Ron, that should work just fine, assuming that the 721 is your only receiver.


----------



## LarryH

Here's a couple more to add to my review:

Good:

* The show title is now listed when browsing through your timers list!!! (this is a major improvement over the 501)

* The 721 displays more characters of the show title than the 501 (when browsing through the recorded shows list).

* The time remaining is calculated "on the fly" while you are FF/REW (this makes it easier to stop near the end of a show)

* When you delete a recording, it returns to that same position in the recorded shows list (the 501 returned to the top of the list)

Bad:

* No open TV (at least give us the 9500 weather channel!)


----------



## Scott Greczkowski

Larry, OpenTV is coming.  They are finishing working on the "OpenTV Wrapper" now.

Hang in there.


----------



## Bill D

Would it be a good assumption that with Open TV, interactive weather they can some how store the weather on the hardrive and update it like they do the guide, so I don't have to wait for the download from satellite, I can't imagine even a couple of cities under favorites would take much room on the drive..


----------



## TerryC

Anyone know what UKN 77 is? It's incorrectly showed up a few times in my recorded program banner as the channel name/number I recorded off of.


----------



## Bill D

I have also gotten this as well, I think it means things aren't good, before I had a NVM reset I was getting it a lot. 
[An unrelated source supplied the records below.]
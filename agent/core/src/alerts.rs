//! Alerts
//!
//! Transient, dismissible notices shown as a toast stack. Every user-facing
//! failure ends up here; nothing else is surfaced.

use std::collections::VecDeque;
use std::time::{Duration, Instant};

use crate::error::AgentError;
use crate::room::{DeviceFailure, TrackSource};

/// Title of the alert raised when a session fails to start
pub const CONNECT_ERROR_TITLE: &str = "There was an error connecting to the agent";

/// Title of the alert raised on a mid-session device failure
pub const MEDIA_DEVICES_ERROR_TITLE: &str = "Encountered an error with your media devices";

/// How long a toast stays up without being dismissed
pub const DEFAULT_ALERT_TTL: Duration = Duration::from_secs(8);

const MAX_VISIBLE: usize = 4;

/// Severity of an alert
#[derive(Clone, Copy, Debug, Default, PartialEq, Eq)]
pub enum AlertLevel {
    /// Something failed
    #[default]
    Error,
    /// Something ended unexpectedly
    Warning,
    /// Informational
    Info,
}

/// A toast
#[derive(Clone, Debug, PartialEq, Eq)]
pub struct Alert {
    /// Headline
    pub title: String,
    /// Detail line
    pub description: String,
    /// Severity
    pub level: AlertLevel,
}

impl Alert {
    /// Alert with the default level
    pub fn new(title: impl Into<String>, description: impl Into<String>) -> Self {
        Self {
            title: title.into(),
            description: description.into(),
            level: AlertLevel::Error,
        }
    }

    /// Override the level
    #[must_use]
    pub fn with_level(mut self, level: AlertLevel) -> Self {
        self.level = level;
        self
    }

    /// A session start failed
    #[must_use]
    pub fn connection_error(err: &AgentError) -> Self {
        Self::new(CONNECT_ERROR_TITLE, err.describe())
    }

    /// A capture device failed mid-session
    #[must_use]
    pub fn media_devices_error(failure: &DeviceFailure) -> Self {
        Self::new(MEDIA_DEVICES_ERROR_TITLE, failure.describe())
    }

    /// A toggle for `source` was refused
    #[must_use]
    pub fn device_error(source: TrackSource, failure: &DeviceFailure) -> Self {
        Self::new(
            format!("Encountered an error with your {source}"),
            failure.describe(),
        )
    }

    /// No agent joined in time
    #[must_use]
    pub fn agent_did_not_join() -> Self {
        Self::new("Session ended", "The agent did not join the room").with_level(AlertLevel::Warning)
    }
}

/// Toast stack with expiry
#[derive(Debug)]
pub struct AlertQueue {
    alerts: VecDeque<(Alert, Instant)>,
    ttl: Duration,
}

impl Default for AlertQueue {
    fn default() -> Self {
        Self::new(DEFAULT_ALERT_TTL)
    }
}

impl AlertQueue {
    /// Empty stack whose toasts live for `ttl`
    #[must_use]
    pub fn new(ttl: Duration) -> Self {
        Self {
            alerts: VecDeque::new(),
            ttl,
        }
    }

    /// Show an alert; the oldest is dropped when the stack is full
    pub fn push(&mut self, alert: Alert, now: Instant) {
        if self.alerts.len() == MAX_VISIBLE {
            self.alerts.pop_front();
        }
        self.alerts.push_back((alert, now + self.ttl));
    }

    /// Dismiss the newest alert
    pub fn dismiss_latest(&mut self) -> Option<Alert> {
        self.alerts.pop_back().map(|(alert, _)| alert)
    }

    /// Drop expired alerts; returns whether anything changed
    pub fn expire(&mut self, now: Instant) -> bool {
        let before = self.alerts.len();
        self.alerts.retain(|(_, deadline)| *deadline > now);
        self.alerts.len() != before
    }

    /// Visible alerts, oldest first
    pub fn iter(&self) -> impl Iterator<Item = &Alert> {
        self.alerts.iter().map(|(alert, _)| alert)
    }

    /// Number of visible alerts
    #[must_use]
    pub fn len(&self) -> usize {
        self.alerts.len()
    }

    /// Whether no alert is visible
    #[must_use]
    pub fn is_empty(&self) -> bool {
        self.alerts.is_empty()
    }
}
//! Error Types
//!
//! Every failure the core can surface, grouped into the four kinds the
//! front-end distinguishes when deciding what (if anything) to show the user.
//!
//! Alerts describe an error as `"{name}: {message}"`, where `name` comes from
//! [`AgentError::name`] and `message` from its `Display` impl.

use std::fmt;

use thiserror::Error;

use crate::room::{RoomError, TrackSource};

/// Coarse classification of an [`AgentError`]
#[derive(Clone, Copy, Debug, PartialEq, Eq, Hash)]
pub enum ErrorKind {
    /// A required setting is missing or malformed
    Configuration,
    /// Non-2xx response or transport failure talking to a remote service
    Network,
    /// Microphone/camera/screen capture denied or failed
    Device,
    /// A failure that arrived after its operation was torn down
    StaleOperation,
}

impl ErrorKind {
    /// Stable name used in alert descriptions
    #[must_use]
    pub fn name(self) -> &'static str {
        match self {
            Self::Configuration => "ConfigurationError",
            Self::Network => "NetworkError",
            Self::Device => "DeviceError",
            Self::StaleOperation => "StaleOperationError",
        }
    }
}

impl fmt::Display for ErrorKind {
    fn fmt(&self, f: &mut fmt::Formatter<'_>) -> fmt::Result {
        f.write_str(self.name())
    }
}

/// Errors produced by the agent core
#[derive(Debug, Error)]
pub enum AgentError {
    /// A required environment value is absent
    #[error("{0} is not defined")]
    MissingSetting(&'static str),

    /// A setting is present but unusable
    #[error("invalid setting {key}: {reason}")]
    InvalidSetting {
        /// Setting name
        key: &'static str,
        /// What is wrong with it
        reason: String,
    },

    /// Participant token could not be signed or verified
    #[error("token signing failed: {0}")]
    Signing(#[from] jsonwebtoken::errors::Error),

    /// Remote endpoint answered with a non-2xx status
    #[error("HTTP error! status: {0}")]
    HttpStatus(u16),

    /// HTTP request could not be completed or its body decoded
    #[error("request failed: {0}")]
    Request(#[from] reqwest::Error),

    /// The real-time transport refused or dropped the connection
    #[error("connection failed: {0}")]
    Connection(String),

    /// A capture device failed or permission was denied
    #[error("{device}: {message}")]
    Device {
        /// Which device failed
        device: TrackSource,
        /// Underlying reason
        message: String,
    },

    /// The operation was cancelled by a session teardown
    #[error("operation superseded by session teardown")]
    Stale,
}

impl AgentError {
    /// Classify this error
    #[must_use]
    pub fn kind(&self) -> ErrorKind {
        match self {
            Self::MissingSetting(_) | Self::InvalidSetting { .. } | Self::Signing(_) => {
                ErrorKind::Configuration
            }
            Self::HttpStatus(_) | Self::Request(_) | Self::Connection(_) => ErrorKind::Network,
            Self::Device { .. } => ErrorKind::Device,
            Self::Stale => ErrorKind::StaleOperation,
        }
    }

    /// Error name shown in alerts (e.g. `NetworkError`)
    #[must_use]
    pub fn name(&self) -> &'static str {
        self.kind().name()
    }

    /// `"{name}: {message}"` as shown in alert descriptions
    #[must_use]
    pub fn describe(&self) -> String {
        format!("{}: {}", self.name(), self)
    }

    /// Whether this error should be dropped instead of surfaced
    #[must_use]
    pub fn is_stale(&self) -> bool {
        matches!(self, Self::Stale)
    }
}

impl From<RoomError> for AgentError {
    fn from(err: RoomError) -> Self {
        match err {
            RoomError::PermissionDenied { device, message }
            | RoomError::DeviceUnavailable { device, message } => {
                Self::Device { device, message }
            }
            RoomError::ConnectionFailed(message) => Self::Connection(message),
            RoomError::InvalidState(message) => Self::Connection(message),
        }
    }
}

/// Convenience alias for core results
pub type AgentResult<T> = Result<T, AgentError>;

#[cfg(test)]
mod tests {
    use super::*;
    use pretty_assertions::assert_eq;

    #[test]
    fn test_kind_names() {
        assert_eq!(AgentError::HttpStatus(500).name(), "NetworkError");
        assert_eq!(
            AgentError::MissingSetting("LIVEKIT_URL").name(),
            "ConfigurationError"
        );
        assert_eq!(AgentError::Stale.name(), "StaleOperationError");
    }

    #[test]
    fn test_describe_includes_name_and_message() {
        let err = AgentError::HttpStatus(500);
        assert_eq!(err.describe(), "NetworkError: HTTP error! status: 500");

        let err = AgentError::MissingSetting("LIVEKIT_API_KEY");
        assert_eq!(
            err.describe(),
            "ConfigurationError: LIVEKIT_API_KEY is not defined"
        );
    }

    #[test]
    fn test_room_error_mapping() {
        let err: AgentError = RoomError::PermissionDenied {
            device: TrackSource::Microphone,
            message: "NotAllowedError".to_string(),
        }
        .into();
        assert_eq!(err.kind(), ErrorKind::Device);
        assert_eq!(err.to_string(), "microphone: NotAllowedError");

        let err: AgentError = RoomError::ConnectionFailed("signal closed".to_string()).into();
        assert_eq!(err.kind(), ErrorKind::Network);
        assert!(!err.is_stale());
    }
}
Also is it only me...I find it very cool that the 721 remembers where it left off if you stop watching something already recorded, you can go back and hit resume, not sure if the 501 has that, but I think it is a great feature.


----------



## SParker

My review

The good

1. I love the new guide and not having to wait a million years to load info.

2. the 2 hr buffer is VERY impressive! I love it.

3. I like the front panel controls on the unit, a great backup feature.

4. Of course I love the recording 2 programs at once!

5. The find option to find a specific program in the guide rules! 

6. I like the PIP option!

7. Like Bill D said I love it how it remembers where you left off on a recorded program.

I am sure there is other things I like that I am forgetting 


Things needing fixing

Only real beef I have is what everyone has and that is that it needs easier switching between tuners.

This is my first PVR unit, I resisted the DishPlayer and the 501, I love this unit!!!!!!!!!


----------



## motjes2

"I have also gotten this as well, I think it means things aren't good, before I had a NVM reset I was getting it a lot. "

Bill D,

What is an NVM reset? How is it done? Someone mention something about a hidden menu. Can someone elaborate on this?


----------



## Bill D

> _Originally posted by motjes2 _
> *"
> What is an NVM reset? How is it done? Someone mention something about a hidden menu. Can someone elaborate on this? *


check out this thread for more info, on the problems and solutions...
anything else let me know

http://www.dbstalk.com/showthread.php?s=&threadid=5913


----------



## rmoore3d

I’ve had a 721 for 4 days now. I am fairly impressed. As an early purchaser of the 501 I was prepared for some problems, but I have had nothing major so far. It is not perfect but it seems very stable.

E* has refined some things compared to the 501. In the guide info for the highlighted show is shown in the upper left corner of the screen. The new “PVR Record Event” screen combines recorded events with timers so you can see everything together. The timers retain some info about the event to record. In the guide if you select a show already setup to record it brings up the “Timer Management” screen. The small picture shows in the timer & PRV screens in addition to the guide.

I of course love having two tuners but as others have mentioned the interface needs some refinement. You should be able to bring up the other tuner by hitting swap even if the PIP is not active. I would also like to see some buffering of the non-active tuner so you could instantly switch back & forth between two shows.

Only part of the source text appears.